Son los santos los que nos enseñan a pedir, en este caso, San Ignacio de Loyola. Dice San Ignacio en sus Ejercicios Espirituales (cfr. EE. 164-168), que hay diversos grados de humildad –que se corresponden correlativamente con los grados de amor a Dios-, que se manifiestan por la intensidad del deseo de no pecar, y por el deseo de Cristo crucificado: el primer grado, el más bajo, es el desear morir antes que cometer un pecado mortal –“ni por la propria vida temporal, no sea en deliberar de quebrantar un mandamiento, ya sea divino, ya sea humano, que me obligue a pecado mortal” (cfr. EE. 165)-, ya que este nos conduce al infierno; el segundo, es el deseo de morir antes que cometer deliberadamente un pecado venial -“ni porque la vida me quitasen, no sea en deliberar de hacer un pecado venial” (cfr. EE. 166), ya que este nos introduce en el Purgatorio, en donde se sufre, aunque temporariamente; el tercer grado de humildad, y el más perfecto, es desear lo que Cristo desea en la cruz, y rechazar lo que Cristo rechaza en la cruz: “La 3ª es humildad perfectíssima, es a saber, cuando incluyendo la primera y segunda, siendo igual alabanza y gloria de la divina majestad, por imitar y parecer más actualmente a Cristo nuestro Señor, quiero y elijo más probreza con Cristo pobre que riqueza, oprobrios con Cristo lleno dellos que honores, y desear más de ser estimado por vano y loco por Cristo que primero fue tenido por tal, que por sabio ni prudente en este mundo” (cfr. EE. 167).

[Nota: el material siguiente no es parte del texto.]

pub fn travel_tips(destination: &str) -> Result<TravelTips, ToolError> {
    Ok(TravelTips {
        destination: destination.to_string(),
        cultural_tips: &[
            "Respect local customs and traditions",
            "Learn basic phrases in the local language (Hello, Thank you, Please, Excuse me)",
            "Dress appropriately for religious sites and cultural venues",
            "Remove shoes when entering homes or certain establishments",
            "Be patient and polite in all interactions",
            "Show interest in local culture and ask questions respectfully",
        ],
        safety_tips: &[
            "Keep copies of important documents (passport, visa, insurance)",
            "Store emergency contact information in multiple places",
            "Stay aware of your surroundings, especially in crowded areas",
            "Use reputable transportation services and official taxis",
            "Avoid displaying expensive items or large amounts of cash",
            "Trust your instincts and leave situations that feel unsafe",
            "Register with your embassy if staying for extended periods",
        ],
        money_tips: &[
            "Notify your bank of travel plans to avoid card blocks",
            "Keep cash in multiple locations (wallet, bag, hotel safe)",
            "Understand local tipping customs and practices",
            "Learn current exchange rates and common scams",
            "Use ATMs affiliated with major banks when possible",
            "Keep receipts for major purchases for tax refunds",
            "Budget extra for unexpected expenses and souvenirs",
        ],
        practical_tips: &[
            "Download offline maps and translation apps",
            "Pack a portable charger and universal adapter",
            "Research local transportation options and apps",
            "Learn about local dining etiquette and meal times",
            "Pack appropriate clothing for weather and activities",
            "Bring necessary medications with prescriptions",
            "Consider travel insurance for health and trip coverage",
        ],
        communication: &[
            "Download language translation apps",
            "Learn basic local phrases before arrival",
            "Carry hotel address written in local language",
            "Use gestures and patience when language barriers exist",
            "Tourist information centers usually have English speakers",
        ],
        health_and_wellness: &[
            "Check if vaccinations are required or recommended",
            "Bring a basic first aid kit",
            "Research local healthcare options",
            "Stay hydrated and eat safely prepared food",
            "Get adequate rest to avoid travel fatigue",
        ],
    })
}

// ── Currency ──────────────────────────────────────────────────────────────────

#[derive(Debug, Clone, Serialize)]
pub struct CurrencyInfo {
    pub country: String,
    pub currency_name: &'static str,
    pub currency_code: &'static str,
    pub symbol: &'static str,
    pub exchange_rate: &'static str,
    pub last_updated: String,
    pub payment_methods: NoteTable,
    pub atm_availability: NoteTable,
    pub tipping_culture: NoteTable,
    pub money_saving_tips: &'static [&'static str],
    pub budgeting_guidance: NoteTable,
}

pub fn currency_info(country: &str, now: DateTime<Local>) -> Result<CurrencyInfo, ToolError> {
    Ok(CurrencyInfo {
        country: country.to_string(),
        currency_name: "Local Currency",
        currency_code: "LC",
        symbol: "₤",
        exchange_rate: "1 USD = 1.20 LC (approximate - rates change daily)",
        last_updated: now.format("%Y-%m-%d %H:%M").to_string(),
        payment_methods: notes(&[
            ("cash", "Widely accepted, essential for small vendors and markets"),
            ("credit_cards", "Visa and Mastercard accepted at most hotels and restaurants"),
            ("debit_cards", "Accepted at ATMs and many establishments"),
            ("mobile_payments", "Apple Pay, Google Pay available in major cities"),
            ("traveler_checks", "Limited acceptance, not recommended"),
        ]),
        atm_availability: notes(&[
            ("urban_areas", "ATMs readily available in cities and towns"),
            ("rural_areas", "Limited availability, plan ahead"),
            ("fees", "Expect $3-5 withdrawal fees plus currency conversion"),
            ("daily_limits", "Usually $200-500 USD equivalent per day"),
        ]),
        tipping_culture: notes(&[
            ("restaurants", "10-15% for good service, sometimes included in bill"),
            ("taxis", "Round up fare or 10%"),
            ("hotels", "$1-2 per bag for porters, $2-5 per day for housekeeping"),
            ("tour_guides", "$5-10 per day per person"),
            ("general", "Not mandatory but appreciated for good service"),
        ]),
        money_saving_tips: &[
            "Use bank ATMs instead of currency exchange shops for better rates",
            "Pay in local currency when possible to avoid conversion fees",
            "Compare exchange rates at different locations",
            "Avoid airport currency exchanges (usually poor rates)",
            "Consider getting some local currency before departure",
        ],
        budgeting_guidance: notes(&[
            ("budget_traveler", "$30-50 per day"),
            ("mid_range", "$50-100 per day"),
            ("luxury", "$100+ per day"),
            ("categories", "Accommodation, food, transport, activities, shopping"),
        ]),
    })
}

#[cfg(test)]
mod tests {
    use chrono::TimeZone;

    use super::*;

    fn today() -> NaiveDate {
        NaiveDate::from_ymd_opt(2025, 6, 1).unwrap()
    }

    #[test]
    fn destination_is_echoed_into_description() {
        let info = destination_info("Lisbon").unwrap();
        assert_eq!(info.destination, "Lisbon");
        assert!(info.description.contains("Lisbon offers visitors"));
    }

    #[test]
    fn weather_date_defaults_to_today() {
        let w = weather_info("Rome", None, today()).unwrap();
        assert_eq!(w.date, "2025-06-01");
        let w = weather_info("Rome", Some("june 12"), today()).unwrap();
        assert_eq!(w.date, "june 12");
        let json = serde_json::to_value(&w).unwrap();
        assert_eq!(json["7_day_forecast"].as_array().unwrap().len(), 7);
    }

    #[test]
    fn attractions_unfiltered_returns_all() {
        let r = search_attractions("Tokyo", &[]).unwrap();
        assert_eq!(r.total_found, 6);
        assert_eq!(
            r.categories_available,
            ["adventure", "art", "culture", "food", "history", "nature"]
        );
    }

    #[test]
    fn attractions_filter_matches_category_type_or_description() {
        let r = search_attractions("Tokyo", &["art".to_string()]).unwrap();
        let names: Vec<&str> = r.attractions.iter().map(|a| a.name).collect();
        assert!(names.contains(&"National Art Museum"));
        assert_eq!(r.total_found, names.len());

        let r = search_attractions("Tokyo", &["HIKING".to_string()]).unwrap();
        let names: Vec<&str> = r.attractions.iter().map(|a| a.name).collect();
        assert_eq!(names, ["Adventure Park"]);
    }

    #[test]
    fn attractions_with_unmatched_interest_is_empty_not_error() {
        let r = search_attractions("Tokyo", &["skiing".to_string()]).unwrap();
        assert_eq!(r.total_found, 0);
        assert!(r.attractions.is_empty());
    }

    #[test]
    fn currency_stamps_last_updated() {
        let now = Local.with_ymd_and_hms(2025, 1, 2, 3, 4, 5).unwrap();
        let c = currency_info("Japan", now).unwrap();
        assert_eq!(c.last_updated, "2025-01-02 03:04");
        let keys: Vec<&str> = c.payment_methods.keys().copied().collect();
        assert_eq!(keys[0], "cash");
        assert_eq!(keys.len(), 5);
    }

    #[test]
    fn tips_cover_all_sections() {
        let t = travel_tips("Seoul").unwrap();
        assert_eq!(t.cultural_tips.len(), 6);
        assert_eq!(t.safety_tips.len(), 7);
        assert_eq!(t.money_tips.len(), 7);
        assert_eq!(t.practical_tips.len(), 7);
    }
}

Este grado de humildad se corresponde con el amor perfecto a Cristo, ya que lo que mueve al alma, no es ni el temor al pecado mortal, ni el deseo de los gozos y alegrías del cielo, sino Cristo en la cruz, humillado, golpeado, ultrajado, sangrante, por amor a los hombres.
El tercer grado de humildad, el más perfecto, refleja el estado de unión espiritual con Cristo en el Amor, está expresado en este poema de Santa Teresa de Ávila:
"No me mueve, mi Dios, para quererte
el cielo que me tienes prometido,
ni me mueve el infierno tan temido
para dejar por eso de ofenderte.
Tú me mueves, Señor, muéveme el verte
clavado en una cruz y escarnecido,
muéveme ver tu cuerpo tan herido,
muévenme tus afrentas y tu muerte.
Muéveme, en fin, tu amor, y en tal manera,
que aunque no hubiera cielo, yo te amara,
y aunque no hubiera infierno, te temiera.

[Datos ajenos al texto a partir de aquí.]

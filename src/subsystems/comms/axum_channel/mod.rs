//! Axum-based HTTP channel serving the JSON API under `/api/`.
//!
//! `run()` drives the axum event loop; the shutdown [`CancellationToken`] is
//! wired to axum's graceful shutdown.
//!
//! ## URL layout
//!
//! ```text
//! GET  /api/health
//! GET  /api/capabilities
//! POST /api/message              {message, mode?: "agents"|"chat", user_id?}
//! GET  /api/summary
//! GET  /api/history?limit=
//! POST /api/preferences          JSON object merged into preferences
//! POST /api/context              JSON object merged into travel context
//! GET  /api/memory               snapshot export
//! POST /api/memory               snapshot import
//! POST /api/clear?user_id=
//! GET  /api/prompts?count=&category=&refresh=
//! ```

mod api;

use std::sync::Arc;

use axum::{
    Router,
    routing::{get, post},
};
use tokio::net::TcpListener;
use tokio_util::sync::CancellationToken;
use tracing::info;

use super::{Channel, ChannelFuture};
use crate::context::AppContext;
use crate::error::AppError;

// ── Shared request state ──────────────────────────────────────────────────────

/// Router state injected into every handler. Cheap to clone.
#[derive(Clone)]
pub(crate) struct AxumState {
    /// Channel identifier used in log fields.
    pub channel_id: Arc<str>,
    pub ctx: Arc<AppContext>,
}

// ── AxumChannel ───────────────────────────────────────────────────────────────

pub struct AxumChannel {
    channel_id: String,
    bind_addr: String,
}

impl AxumChannel {
    pub fn new(channel_id: impl Into<String>, bind_addr: impl Into<String>) -> Self {
        Self {
            channel_id: channel_id.into(),
            bind_addr: bind_addr.into(),
        }
    }
}

impl Channel for AxumChannel {
    fn id(&self) -> &str {
        &self.channel_id
    }

    fn run(self: Box<Self>, ctx: Arc<AppContext>, shutdown: CancellationToken) -> ChannelFuture {
        Box::pin(run_axum(self.channel_id, self.bind_addr, ctx, shutdown))
    }
}

// ── Server loop ───────────────────────────────────────────────────────────────

async fn run_axum(
    channel_id: String,
    bind_addr: String,
    ctx: Arc<AppContext>,
    shutdown: CancellationToken,
) -> Result<(), AppError> {
    let router = build_router_for(&channel_id, ctx);

    let listener = TcpListener::bind(&bind_addr)
        .await
        .map_err(|e| AppError::Comms(format!("axum bind failed on {bind_addr}: {e}")))?;

    info!(%channel_id, %bind_addr, "axum channel listening");

    axum::serve(listener, router)
        .with_graceful_shutdown(async move { shutdown.cancelled().await })
        .await
        .map_err(|e| AppError::Comms(format!("axum server error: {e}")))?;

    info!(%channel_id, "axum channel shut down");
    Ok(())
}

// ── Router ────────────────────────────────────────────────────────────────────

/// The API router over `ctx`. Used by the channel and by in-process tests.
pub fn build_router(ctx: Arc<AppContext>) -> Router {
    build_router_for("http", ctx)
}

fn build_router_for(channel_id: &str, ctx: Arc<AppContext>) -> Router {
    let state = AxumState { channel_id: Arc::from(channel_id), ctx };
    Router::new()
        .route("/api/health",       get(api::health))
        .route("/api/capabilities", get(api::capabilities))
        .route("/api/message",      post(api::message))
        .route("/api/summary",      get(api::summary))
        .route("/api/history",      get(api::history))
        .route("/api/preferences",  post(api::preferences))
        .route("/api/context",      post(api::context))
        .route("/api/memory",       get(api::export_memory).post(api::import_memory))
        .route("/api/clear",        post(api::clear))
        .route("/api/prompts",      get(api::prompts))
        .with_state(state)
}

No me tienes que dar porque te quiera,
pues aunque lo que espero no esperara,
lo mismo que te quiero te quisiera".
Son estas cosas entonces las que debemos pedir: “morir antes que pecar”, como decía Santo Domingo Savio y, todavía más que eso, desear amar a Cristo crucificado antes que cualquier otra cosa, como nos enseñan San Ignacio y Santa Teresa de Ávila.
“Pedid y recibiréis”. Estamos segurísimos de ser escuchados si pedimos. ¿Somos capaces de pedir la muerte antes que cometer un pecado mortal?